4. There is some secondary market for some annuities. Depending on how illiquid that market is, and how much of a discount the buyer would have to take, society will be comfortable with market forces — or not.
5. It is about as complex a retail financial product as one can buy.
In short, this is exactly the kind of product that a seller should expect to be zealously watched over, frequently criticized, and regulated at the drop of a hat. It should come as no surprise that, outside the insurance industry, such a sale is viewed with great suspicion.
Even in the financial community, we hear quotes like this from Motley Fool’s Matt Koppenheffer, a former investment banker and private equity associate:
"When we look at the case of Glenn Neasham, the question shouldn't just be whether Allianz's MasterDex 10 was appropriate for Fran Schuber — obviously it wasn't — but rather, whether these types of financial products are appropriate at all for the mass market that they're aimed at."
The point I’m trying to raise is not whether Motley Fool is right or not – it’s that Koppenheffer’s perspective is both predictable and mainstream. Society watches out for people in positions of potential abuse. What can be done?
Let’s all agree there is a place for products like this. What can a responsible agent do to reduce risk for all concerned? Here are a few ideas:
1. Don’t build a business on it. Making a product like this the mainstay of your business is inviting suspicion; it’s like reporting $10,000 in income from tips alone, living in a mansion and sending copies of it all to the IRS. Let your business reflect the broader needs of your clientele.
2. Always start with the customer. Does your customer pay your commission and guarantee the seller’s profit right up front? Does your client know that? As in plain English, “know?” Can they articulate for themselves why it’s worth the risk to them? Are they aware of the payback time?

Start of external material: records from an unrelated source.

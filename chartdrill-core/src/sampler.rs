//! Random segment sampler.
//!
//! Picks a random end time inside the lookback window, asks the venue for
//! `bar_count` bars ending there, and retries with a fresh random window until
//! a full, gap-free batch comes back or the retry budget runs out. Short or
//! gapped batches, and batches holding a malformed bar (NaN, or high below
//! low), are discarded whole; there is no partial salvage.

use chrono::FixedOffset;
use rand::Rng;
use thiserror::Error;
use tracing::{debug, info, warn};

use crate::data::Venue;
use crate::domain::{Bar, Segment, Timeframe};

pub const DAY_MS: i64 = 24 * 60 * 60 * 1000;

#[derive(Debug, Clone, PartialEq, Eq, Error)]
pub enum SampleError {
    #[error("could not get {bar_count} consecutive bars for {symbol} after {attempts} attempts")]
    Exhausted {
        symbol: String,
        bar_count: usize,
        attempts: u32,
        last_error: Option<String>,
    },

    #[error("invalid sample request: {0}")]
    InvalidRequest(String),
}

/// Everything one sampling call needs.
#[derive(Debug, Clone, PartialEq)]
pub struct SampleRequest {
    /// Venue identifier (not the display symbol).
    pub symbol_id: String,
    pub bar_count: usize,
    pub timeframe: Timeframe,
    /// Display timezone for bar timestamps.
    pub tz: FixedOffset,
    pub window_days: u32,
    pub max_retries: u32,
}

/// Range of admissible segment end times, in epoch milliseconds.
#[derive(Debug, Clone, Copy, PartialEq, Eq)]
pub struct EndWindow {
    pub min_end: i64,
    pub max_end: i64,
}

/// `max_end = now − bar`, `min_end = max(0, max_end − window)`.
pub fn end_window(now_ms: i64, bar_ms: i64, window_days: u32) -> EndWindow {
    let max_end = now_ms - bar_ms;
    let window_ms = i64::from(window_days) * DAY_MS;
    EndWindow {
        min_end: (max_end - window_ms).max(0),
        max_end,
    }
}

/// Uniform random bar-aligned end time within `window`.
///
/// Falls back to the aligned `max_end` when the window holds no boundary.
pub fn pick_end<R: Rng + ?Sized>(window: EndWindow, bar_ms: i64, rng: &mut R) -> i64 {
    let lo = (window.min_end + bar_ms - 1).div_euclid(bar_ms);
    let hi = window.max_end.div_euclid(bar_ms);
    if lo > hi {
        return hi * bar_ms;
    }
    rng.gen_range(lo..=hi) * bar_ms
}

/// Draw a random segment from `venue`.
///
/// Fetch errors count as an empty batch for that attempt. Exhausting
/// `max_retries` yields [`SampleError::Exhausted`], which callers show to the
/// user and treat as "nothing to render".
pub fn sample<R: Rng + ?Sized>(
    venue: &dyn Venue,
    req: &SampleRequest,
    rng: &mut R,
) -> Result<Segment, SampleError> {
    if req.bar_count == 0 {
        return Err(SampleError::InvalidRequest("bar_count must be positive".into()));
    }

    let bar_ms = req.timeframe.duration_ms();
    let window = end_window(venue.milliseconds(), bar_ms, req.window_days);
    let span_ms = (req.bar_count as i64 - 1) * bar_ms;
    let mut last_error = None;

    for attempt in 1..=req.max_retries {
        let end_ms = pick_end(window, bar_ms, rng);
        let since_ms = end_ms - span_ms;

        let raw = match venue.fetch_ohlcv(&req.symbol_id, req.timeframe, since_ms, req.bar_count) {
            Ok(raw) => raw,
            Err(e) => {
                debug!(attempt, symbol = %req.symbol_id, error = %e, "bar fetch failed");
                last_error = Some(e.to_string());
                Vec::new()
            }
        };
        debug!(attempt, since_ms, end_ms, got = raw.len(), "sample attempt");

        if raw.len() < req.bar_count {
            continue;
        }

        let bars: Option<Vec<Bar>> = raw[..req.bar_count]
            .iter()
            .map(|r| r.to_bar(&req.tz))
            .collect();
        let Some(bars) = bars else {
            last_error = Some("bar timestamp out of range".into());
            continue;
        };
        if let Some(bad) = bars.iter().position(|b| !b.is_sane()) {
            debug!(attempt, index = bad, "discarding batch with malformed bar");
            last_error = Some(format!("malformed bar at index {bad}"));
            continue;
        }

        match Segment::new(req.symbol_id.clone(), req.timeframe, bars, req.bar_count) {
            Ok(segment) => {
                info!(
                    symbol = %req.symbol_id,
                    attempt,
                    start = %segment.start(),
                    "sampled segment"
                );
                return Ok(segment);
            }
            Err(e) => {
                debug!(attempt, error = %e, "discarding incomplete batch");
                last_error = Some(e.to_string());
            }
        }
    }

    warn!(symbol = %req.symbol_id, attempts = req.max_retries, "sampling exhausted");
    Err(SampleError::Exhausted {
        symbol: req.symbol_id.clone(),
        bar_count: req.bar_count,
        attempts: req.max_retries,
        last_error,
    })
}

3. The ultimate grandmother test: Would you let another agent sell this product to your grandmother and tell her you were completely in favor of it? What if you were the heir? Is everyone involved OK with this sale?
4. Don’t spend too much energy complaining about laws. Saying “but it’s not illegal” is the first refuge of the unethical. An industry operating in this corner of the market had better figure out how to be very ethical, or society will quickly make it become very legal. Trying to prevent such laws being passed makes you look even worse.
5. Don’t rely on tick-box compliance. Many of the complaints raised by Neasham’s fans are that he followed the rules, and therefore shouldn’t be held accountable. Unfortunately, life in a complex society cannot be fully proscribed by procedures. The fact that social outrage is predictable should suggest that indignation is misplaced — regulators can’t repeal human nature, nor should you expect them to protect you against it.
Maybe one way to sum it up is to suggest that agents borrow a page from another model: the concept of a trusted advisor. A trusted advisor always has the client’s best interests at heart. I am not sure I’ve heard any of Neasham’s defenders use that argument in his favor.